À l’intérieur du théâtre, pendant l’entracte, il paraît — je n’y étais pas —, qu’on regarde, par les fenêtres à l’étage où on sert champagne et verrines, les deux cents revenir aux portes du théâtre, et les CRS bloquer l’accès en haies d’honneur et boucliers levés ; que ceux de l’étage aux fenêtres ont pensé un instant à un happening qui ferait partie du spectacle, que c’était bien joué, que les manifestants semblaient tellement vrais, et les CRS, et les lacrymos. Ô théâtre documentaire du reenactement permanent. C’était seulement de la vie, au contraire, qui se passait en bas, dessous, là-bas, de l’autre côté du théâtre.

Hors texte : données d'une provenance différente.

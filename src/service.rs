use std::sync::Arc;

use tokio::sync::broadcast;
use tracing::info;

use crate::error::Result;
use crate::events::{StepEvent, StepEvents};
use crate::ingest::{IngestionPipeline, Payload};
use crate::reconcile::Task;
use crate::recorder::Recorder;
use crate::state::*;
use crate::storage::{Backend, Store};

/// Tuning for the asynchronous write path.
#[derive(Debug, Clone, Default, PartialEq, Eq)]
pub struct IngestOptions {
    /// Worker count; defaults to the backend's concurrency budget.
    pub workers: Option<usize>,
    /// Maximum number of queued payloads; unbounded when unset.
    pub queue_capacity: Option<usize>,
}

/// Everything a request handler needs, built once at startup and shared.
pub struct FlowStateService {
    store: Arc<dyn Store>,
    recorder: Arc<Recorder>,
    pipeline: IngestionPipeline,
}

impl FlowStateService {
    pub async fn open(backend: &Backend, options: &IngestOptions) -> Result<Self> {
        let store = backend.open().await?;
        Ok(Self::with_store(store, options))
    }

    pub fn with_store(store: Arc<dyn Store>, options: &IngestOptions) -> Self {
        let recorder = Arc::new(Recorder::new(store.clone(), StepEvents::default()));
        let workers = options.workers.unwrap_or_else(|| store.max_concurrency());
        let pipeline = IngestionPipeline::start(recorder.clone(), workers, options.queue_capacity);
        info!(backend = store.name(), workers, "Flow state service ready");
        Self {
            store,
            recorder,
            pipeline,
        }
    }

    pub fn store(&self) -> &Arc<dyn Store> {
        &self.store
    }

    pub fn subscribe(&self) -> broadcast::Receiver<StepEvent> {
        self.recorder.events().subscribe()
    }

    // Synchronous writes: return once the backend has the data.

    pub async fn save_step(&self, step: &Step) -> Result<()> {
        self.recorder.save_step(step).await
    }

    pub async fn save_snapshot(&self, snapshot: &Snapshot) -> Result<()> {
        self.recorder.save_snapshot(snapshot).await
    }

    pub async fn record_start(&self, state: &FlowState) -> Result<()> {
        self.recorder.record_start(state).await
    }

    pub async fn record_end(&self, state: &FlowState) -> Result<()> {
        self.recorder.record_end(state).await
    }

    // Asynchronous writes: acknowledged once queued, failures are only logged.

    pub async fn submit_step(&self, raw: impl Into<Vec<u8>>) -> Result<()> {
        self.pipeline.submit(Payload::Step(raw.into())).await
    }

    pub async fn submit_snapshot(&self, raw: impl Into<Vec<u8>>) -> Result<()> {
        self.pipeline.submit(Payload::Snapshot(raw.into())).await
    }

    pub async fn submit_flow_start(&self, raw: impl Into<Vec<u8>>) -> Result<()> {
        self.pipeline.submit(Payload::FlowStart(raw.into())).await
    }

    pub async fn submit_flow_end(&self, raw: impl Into<Vec<u8>>) -> Result<()> {
        self.pipeline.submit(Payload::FlowEnd(raw.into())).await
    }

    pub async fn pending_writes(&self) -> usize {
        self.pipeline.pending().await
    }

    // Reads.

    pub async fn list_flows(&self, filter: &FlowFilter) -> Result<FlowRecord> {
        self.store.get_flows_with_record_count(filter).await
    }

    pub async fn failed_flows(&self, filter: &FlowFilter) -> Result<Vec<FlowInfo>> {
        self.store.get_failed_flows(filter).await
    }

    pub async fn completed_flows(&self, filter: &FlowFilter) -> Result<Vec<FlowInfo>> {
        self.store.get_completed_flows(filter).await
    }

    pub async fn flow(&self, flow_id: &str) -> Result<Option<FlowInfo>> {
        self.store.get_flow(flow_id, &FlowFilter::default()).await
    }

    pub async fn status(&self, flow_id: &str) -> Result<Option<i32>> {
        self.store.get_status(flow_id).await
    }

    pub async fn steps(&self, flow_id: &str) -> Result<Vec<Step>> {
        self.store.get_steps(flow_id).await
    }

    pub async fn steps_as_tasks(&self, flow_id: &str) -> Result<Vec<Vec<Task>>> {
        self.store.get_steps_as_tasks(flow_id).await
    }

    pub async fn steps_status(&self, flow_id: &str) -> Result<Vec<StepStatus>> {
        self.store.get_steps_status(flow_id).await
    }

    pub async fn task_detail(
        &self,
        flow_id: &str,
        step_id: i64,
        task_name: Option<&str>,
    ) -> Result<Vec<Task>> {
        self.store.get_task_detail(flow_id, step_id, task_name).await
    }

    pub async fn snapshot(&self, flow_id: &str) -> Result<Option<Snapshot>> {
        self.store.get_snapshot(flow_id).await
    }

    pub async fn snapshot_at(&self, flow_id: &str, step_id: i64) -> Result<Option<Snapshot>> {
        self.store.get_snapshot_at(flow_id, step_id).await
    }

    pub async fn flow_names(&self, filter: &FlowFilter) -> Result<Vec<String>> {
        self.store.get_flow_names(filter).await
    }

    pub async fn app_versions(&self, filter: &FlowFilter) -> Result<Vec<String>> {
        self.store.get_app_versions(filter).await
    }

    pub async fn app_state(&self, user_id: &str, app_name: &str) -> Result<Option<AppState>> {
        self.store.get_app_state(user_id, app_name).await
    }

    pub async fn save_app_state(&self, state: &AppState) -> Result<()> {
        self.store.save_app_state(state).await
    }

    pub async fn delete_flow(&self, flow_id: &str) -> Result<()> {
        self.store.delete_flow(flow_id).await
    }

    pub async fn delete_steps(&self, flow_id: &str, from_step_id: i64) -> Result<()> {
        self.store.delete_steps(flow_id, from_step_id).await
    }

    /// Drain queued writes and stop the workers.
    pub async fn shutdown(&self) {
        self.pipeline.shutdown().await;
    }
}
use chrono::{DateTime, Utc};
use serde::{Deserialize, Serialize};

use super::{Attrs, Status, null_as_default};

/// Instance-level record pushed by the engine on start and end of a run.
#[derive(Debug, Clone, Default, PartialEq, Serialize, Deserialize)]
#[serde(rename_all = "camelCase")]
pub struct FlowState {
    pub flow_instance_id: String,
    #[serde(default, deserialize_with = "null_as_default")]
    pub user_id: String,
    #[serde(default, deserialize_with = "null_as_default")]
    pub app_name: String,
    #[serde(default, deserialize_with = "null_as_default")]
    pub app_version: String,
    #[serde(default, deserialize_with = "null_as_default")]
    pub flow_name: String,
    #[serde(default, deserialize_with = "null_as_default")]
    pub host_id: String,
    #[serde(default, deserialize_with = "null_as_default")]
    pub flow_inputs: Attrs,
    #[serde(default, deserialize_with = "null_as_default")]
    pub flow_outputs: Attrs,
    #[serde(default)]
    pub rerun_count: i32,
    /// Set when this run re-executes an earlier instance.
    #[serde(default, deserialize_with = "null_as_default")]
    pub original_instance_id: String,
    #[serde(default)]
    pub start_time: Option<DateTime<Utc>>,
    #[serde(default)]
    pub end_time: Option<DateTime<Utc>>,
    #[serde(default, alias = "flowStats", deserialize_with = "null_as_default")]
    pub status: String,
}

/// Read-side view of one flow instance.
#[derive(Debug, Clone, Default, PartialEq, Serialize, Deserialize)]
#[serde(rename_all = "camelCase")]
pub struct FlowInfo {
    pub id: String,
    pub flow_name: String,
    #[serde(rename = "flowURI")]
    pub flow_uri: String,
    pub status: String,
    #[serde(skip_serializing_if = "Option::is_none")]
    pub status_code: Option<i32>,
    pub user_id: String,
    pub app_name: String,
    pub app_version: String,
    pub host_id: String,
    pub start_time: Option<DateTime<Utc>>,
    pub end_time: Option<DateTime<Utc>>,
    /// Milliseconds between start and end.
    pub execution_time: Option<i64>,
    pub rerun_count: i32,
    #[serde(skip_serializing_if = "Option::is_none")]
    pub original_instance_id: Option<String>,
    #[serde(skip_serializing_if = "Attrs::is_empty")]
    pub flow_inputs: Attrs,
    #[serde(skip_serializing_if = "Attrs::is_empty")]
    pub flow_outputs: Attrs,
}

impl FlowInfo {
    pub fn from_state(state: &FlowState) -> Self {
        Self {
            id: state.flow_instance_id.clone(),
            flow_name: state.flow_name.clone(),
            flow_uri: format!("res://flow:{}", state.flow_name),
            status: state.status.clone(),
            status_code: None,
            user_id: state.user_id.clone(),
            app_name: state.app_name.clone(),
            app_version: state.app_version.clone(),
            host_id: state.host_id.clone(),
            start_time: state.start_time,
            end_time: state.end_time,
            execution_time: execution_millis(state.start_time, state.end_time),
            rerun_count: state.rerun_count,
            original_instance_id: (!state.original_instance_id.is_empty())
                .then(|| state.original_instance_id.clone()),
            flow_inputs: state.flow_inputs.clone(),
            flow_outputs: state.flow_outputs.clone(),
        }
    }
}

pub fn execution_millis(start: Option<DateTime<Utc>>, end: Option<DateTime<Utc>>) -> Option<i64> {
    match (start, end) {
        (Some(s), Some(e)) => Some((e - s).num_milliseconds()),
        _ => None,
    }
}

/// Filter shared by every flow listing operation. Unset fields match anything.
#[derive(Debug, Clone, Default, PartialEq, Serialize, Deserialize)]
#[serde(rename_all = "camelCase", default)]
pub struct FlowFilter {
    pub user_id: Option<String>,
    pub app_name: Option<String>,
    pub app_version: Option<String>,
    pub host_id: Option<String>,
    pub flow_name: Option<String>,
    pub status: Option<String>,
    /// Matches the instance itself or any run that re-executed it.
    pub flow_instance_id: Option<String>,
    pub started_after: Option<DateTime<Utc>>,
    pub started_before: Option<DateTime<Utc>>,
    pub offset: Option<i64>,
    pub limit: Option<i64>,
}

impl FlowFilter {
    pub fn with_status(mut self, status: Status) -> Self {
        self.status = Some(status.to_string());
        self
    }

    pub fn page(mut self, offset: i64, limit: i64) -> Self {
        self.offset = Some(offset);
        self.limit = Some(limit);
        self
    }

    /// Same filter with pagination stripped.
    pub fn unpaged(&self) -> Self {
        Self {
            offset: None,
            limit: None,
            ..self.clone()
        }
    }

    pub fn matches(&self, info: &FlowInfo) -> bool {
        fn eq(want: &Option<String>, have: &str) -> bool {
            want.as_deref().is_none_or(|w| w.is_empty() || w == have)
        }

        if !(eq(&self.user_id, &info.user_id)
            && eq(&self.app_name, &info.app_name)
            && eq(&self.app_version, &info.app_version)
            && eq(&self.host_id, &info.host_id)
            && eq(&self.flow_name, &info.flow_name)
            && eq(&self.status, &info.status))
        {
            return false;
        }

        if let Some(id) = self.flow_instance_id.as_deref().filter(|id| !id.is_empty()) {
            let rerun_of = info.original_instance_id.as_deref() == Some(id);
            if info.id != id && !rerun_of {
                return false;
            }
        }

        if let Some(after) = self.started_after
            && info.start_time.is_none_or(|t| t < after)
        {
            return false;
        }
        if let Some(before) = self.started_before
            && info.start_time.is_none_or(|t| t >= before)
        {
            return false;
        }
        true
    }

    /// Apply offset/limit to an already filtered and ordered listing.
    pub fn paginate<T>(&self, items: Vec<T>) -> Vec<T> {
        let offset = self.offset.unwrap_or(0).max(0) as usize;
        let iter = items.into_iter().skip(offset);
        match self.limit {
            Some(limit) => iter.take(limit.max(0) as usize).collect(),
            None => iter.collect(),
        }
    }
}

/// One page of flows plus the total number of matching flows.
#[derive(Debug, Clone, Default, PartialEq, Serialize, Deserialize)]
#[serde(rename_all = "camelCase")]
pub struct FlowRecord {
    pub count: i64,
    pub flow_data: Vec<FlowInfo>,
}

/// Per-application "persistence enabled" flag.
#[derive(Debug, Clone, Default, PartialEq, Eq, Serialize, Deserialize)]
#[serde(rename_all = "camelCase")]
pub struct AppState {
    pub user_id: String,
    pub app_name: String,
    pub persistence_enabled: bool,
}

/// Summary row of one step, as kept in the relational `steps` table.
#[derive(Debug, Clone, Default, PartialEq, Serialize, Deserialize)]
#[serde(rename_all = "camelCase")]
pub struct StepStatus {
    pub step_id: i64,
    pub task_name: String,
    pub status: String,
    pub start_time: Option<DateTime<Utc>>,
    pub flow_name: String,
    pub rerun: bool,
    pub subflow_id: i32,
}
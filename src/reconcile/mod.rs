//! Reconstruction of per-task views from step deltas.

use serde::{Deserialize, Serialize};
use thiserror::Error;

use crate::state::{Attrs, FlowChange, Status, Step, StepStatus, task_code};

#[derive(Debug, Clone, PartialEq, Eq, Error)]
pub enum ReconcileError {
    #[error("step {step_id} of flow {flow_id} has no flow changes")]
    NoFlowChanges { flow_id: String, step_id: i64 },

    /// Steps only ever pair a parent flow with the one subflow it starts or ends.
    #[error("step {step_id} of flow {flow_id} touches {slots} subflow slots, at most 2 are supported")]
    TooManySubflows {
        flow_id: String,
        step_id: i64,
        slots: usize,
    },
}

/// Derived view of one task at one step.
#[derive(Debug, Clone, Default, PartialEq, Serialize, Deserialize)]
#[serde(rename_all = "camelCase")]
pub struct Task {
    pub id: String,
    pub step_id: i64,
    pub subflow_id: i32,
    #[serde(default, skip_serializing_if = "Attrs::is_empty")]
    pub input: Attrs,
    #[serde(default, skip_serializing_if = "Attrs::is_empty")]
    pub output: Attrs,
    #[serde(default, skip_serializing_if = "Vec::is_empty")]
    pub links: Vec<Link>,
    pub status: Option<Status>,
    pub flow_status: Status,
    pub start_task: bool,
    pub new_subflow: bool,
    pub flow_name: String,
}

#[derive(Debug, Clone, PartialEq, Eq, Serialize, Deserialize)]
#[serde(rename_all = "camelCase")]
pub struct Link {
    pub from: String,
    pub to: String,
    pub from_task_status: Option<Status>,
    pub to_task_status: Option<Status>,
    pub status: String,
}

pub fn link_status_label(code: i32) -> &'static str {
    match code {
        1 => "false",
        2 => "true",
        3 => "skipped",
        _ => "unknown",
    }
}

/// Stateless step-to-task transform.
#[derive(Debug, Clone, Copy, Default)]
pub struct TaskReconciler {
    include_ready_input: bool,
}

impl TaskReconciler {
    pub fn new() -> Self {
        Self::default()
    }

    /// Also accept tasks in the ready state when picking a task's input.
    pub fn with_ready_input() -> Self {
        Self {
            include_ready_input: true,
        }
    }

    pub fn reconcile(&self, step: &Step) -> Result<Vec<Task>, ReconcileError> {
        let mut slots = step.flow_changes.iter();
        match step.flow_changes.len() {
            0 => Err(ReconcileError::NoFlowChanges {
                flow_id: step.flow_id.clone(),
                step_id: step.id,
            }),
            1 => {
                let (&slot, change) = slots.next().ok_or_else(|| ReconcileError::NoFlowChanges {
                    flow_id: step.flow_id.clone(),
                    step_id: step.id,
                })?;
                Ok(vec![self.to_task(step.id, slot, change)])
            }
            2 => {
                // BTreeMap iteration is sorted, so the parent slot comes first.
                let (Some((&parent_slot, parent)), Some((&sub_slot, sub))) =
                    (slots.next(), slots.next())
                else {
                    return Err(ReconcileError::NoFlowChanges {
                        flow_id: step.flow_id.clone(),
                        step_id: step.id,
                    });
                };

                let parent_task = self.to_task(step.id, parent_slot, parent);
                let mut subflow_task = self.to_task(step.id, sub_slot, sub);
                subflow_task.new_subflow = sub.new_flow;

                if subflow_task.new_subflow {
                    subflow_task.id.clear();
                    Ok(vec![parent_task, subflow_task])
                } else {
                    Ok(vec![subflow_task, parent_task])
                }
            }
            n => Err(ReconcileError::TooManySubflows {
                flow_id: step.flow_id.clone(),
                step_id: step.id,
                slots: n,
            }),
        }
    }

    fn qualifies(&self, code: i32, ready_allowed: bool) -> bool {
        matches!(code, task_code::WAITING | task_code::DONE | task_code::FAILED)
            || (ready_allowed && self.include_ready_input && code == task_code::READY)
    }

    fn to_task(&self, step_id: i64, slot: i32, change: &FlowChange) -> Task {
        let mut task = Task {
            id: change.task_id.clone(),
            step_id,
            subflow_id: slot,
            output: attrs_to_output(&change.attrs),
            flow_status: Status::from_flow_code(change.status),
            flow_name: change.flow_name().to_string(),
            ..Default::default()
        };

        if change.new_flow {
            task.start_task = true;
            task.status = Some(Status::Started);
            if let Some((id, tc)) = change
                .tasks
                .iter()
                .find(|(_, tc)| self.qualifies(tc.status, true))
            {
                task.id = id.clone();
                task.input = tc.input.clone();
                task.status = Some(Status::from_task_code(tc.status));
            }
            return task;
        }

        if !change.return_data.is_empty() {
            task.input = change.return_data.clone();
        }

        for (id, tc) in &change.tasks {
            // Ready only counts for the task the change is pinned to.
            if !self.qualifies(tc.status, *id == task.id) {
                continue;
            }
            task.id = id.clone();
            if !tc.input.is_empty() {
                task.input = tc.input.clone();
            }
            task.status = Some(Status::from_task_code(tc.status));
        }

        for link in change.links.values() {
            if link.status == 0 && (link.from.is_empty() || link.to.is_empty()) {
                continue;
            }
            if link.from != task.id {
                continue;
            }
            let status_of = |id: &str| {
                change
                    .tasks
                    .get(id)
                    .map(|tc| Status::from_task_code(tc.status))
            };
            task.links.push(Link {
                from: link.from.clone(),
                to: link.to.clone(),
                from_task_status: status_of(&link.from),
                to_task_status: status_of(&link.to),
                status: link_status_label(link.status).to_string(),
            });
        }

        task
    }
}

/// Attribute writes as task output; `_A.<task>.<field>` keys surface as `<field>`.
pub fn attrs_to_output(attrs: &Attrs) -> Attrs {
    attrs
        .iter()
        .map(|(key, value)| {
            let name = match key.strip_prefix("_A.") {
                Some(rest) => match rest.find('.') {
                    Some(idx) if idx > 0 => &rest[idx + 1..],
                    _ => rest,
                },
                None => key.as_str(),
            };
            (name.to_string(), value.clone())
        })
        .collect()
}

/// Summary row for a step, taken from its first reconciled task.
pub fn step_summary(step: &Step) -> Result<StepStatus, ReconcileError> {
    let tasks = TaskReconciler::new().reconcile(step)?;
    let first = tasks.first().ok_or_else(|| ReconcileError::NoFlowChanges {
        flow_id: step.flow_id.clone(),
        step_id: step.id,
    })?;
    Ok(StepStatus {
        step_id: step.id,
        task_name: first.id.clone(),
        status: first.status.map(|s| s.to_string()).unwrap_or_default(),
        start_time: step.start_time,
        flow_name: first.flow_name.clone(),
        rerun: step.rerun,
        subflow_id: first.subflow_id,
    })
}

/// Collapse call-subflow pairs: a `Waiting` row takes the status of the later
/// `Completed`/`Failed` row for the same task and subflow, which is dropped.
pub fn merge_waiting(rows: Vec<StepStatus>) -> Vec<StepStatus> {
    let mut merged: Vec<StepStatus> = Vec::with_capacity(rows.len());
    // Indexes into `merged` of rows still waiting for their closing row.
    let mut waiting: Vec<usize> = Vec::new();

    for row in rows {
        let closes = row.status.eq_ignore_ascii_case("completed")
            || row.status.eq_ignore_ascii_case("failed");
        if closes
            && let Some(pos) = waiting.iter().position(|&i| {
                merged[i].task_name == row.task_name && merged[i].subflow_id == row.subflow_id
            })
        {
            let idx = waiting.remove(pos);
            merged[idx].status = row.status;
            continue;
        }

        if row.status.eq_ignore_ascii_case("waiting") {
            waiting.push(merged.len());
        }
        merged.push(row);
    }
    merged
}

Comment reprendre ? Le cinéaste Nicolas Klotz ou le philosophe Mathieu Potte-Bonneville quittent les lieux — c’est la moindre des choses —, tout comme le musicien Rodolphe Burger, qui tente de faire entrer un manifestant, sans y parvenir ; tout le reste continue, et le reste fait honte. Certains intervenants voudraient bien évoquer ce qui se passe dehors, mais le dehors reste au loin, comme une menace, un trouble à l’ordre public : misère. Les portes restent fermées sur les lacrymos dehors et les deux cents. « Trop risqué pour la direction du théâtre » de les faire entrer : ce risque qui s’appelle seulement la dignité, et qui ne renvoie qu’au ridicule de la situation. Dedans, on salue la force d’utopie de ceux qui autrefois ont voulu reprendre les rênes de l’Histoire — sans voir que dehors a lieu le dedans du présent.
Restent ces cris dehors : « On veut voir Cohn-Bendit protégé par les flics ». D’autres : « Où est l’esprit de 68 ? ». Si l’esprit est un souffle qui demande de la croyance, la chair est bien là, tangible sous les coups de matraque, joyeuse quand il faut réclamer des comptes au présent au nom de l’Histoire célébrée pour mieux être évacuée.
« J’ai toujours détesté le théâtre, parce que le théâtre c’est le contraire de la vie ; mais j’y reviens toujours et je l’aime parce que c’est le seul endroit où l’on dit que ce n’est pas la vie. », phrase de Koltès qui me sert tant de boussole et qui aujourd’hui tombe comme un dernier mot. Le théâtre, cet endroit où la vie est mise aux portes.
Restent ces cris dehors qui finiront bien par entrer dans ces théâtres pour les mettre à bas et mieux les réinventer.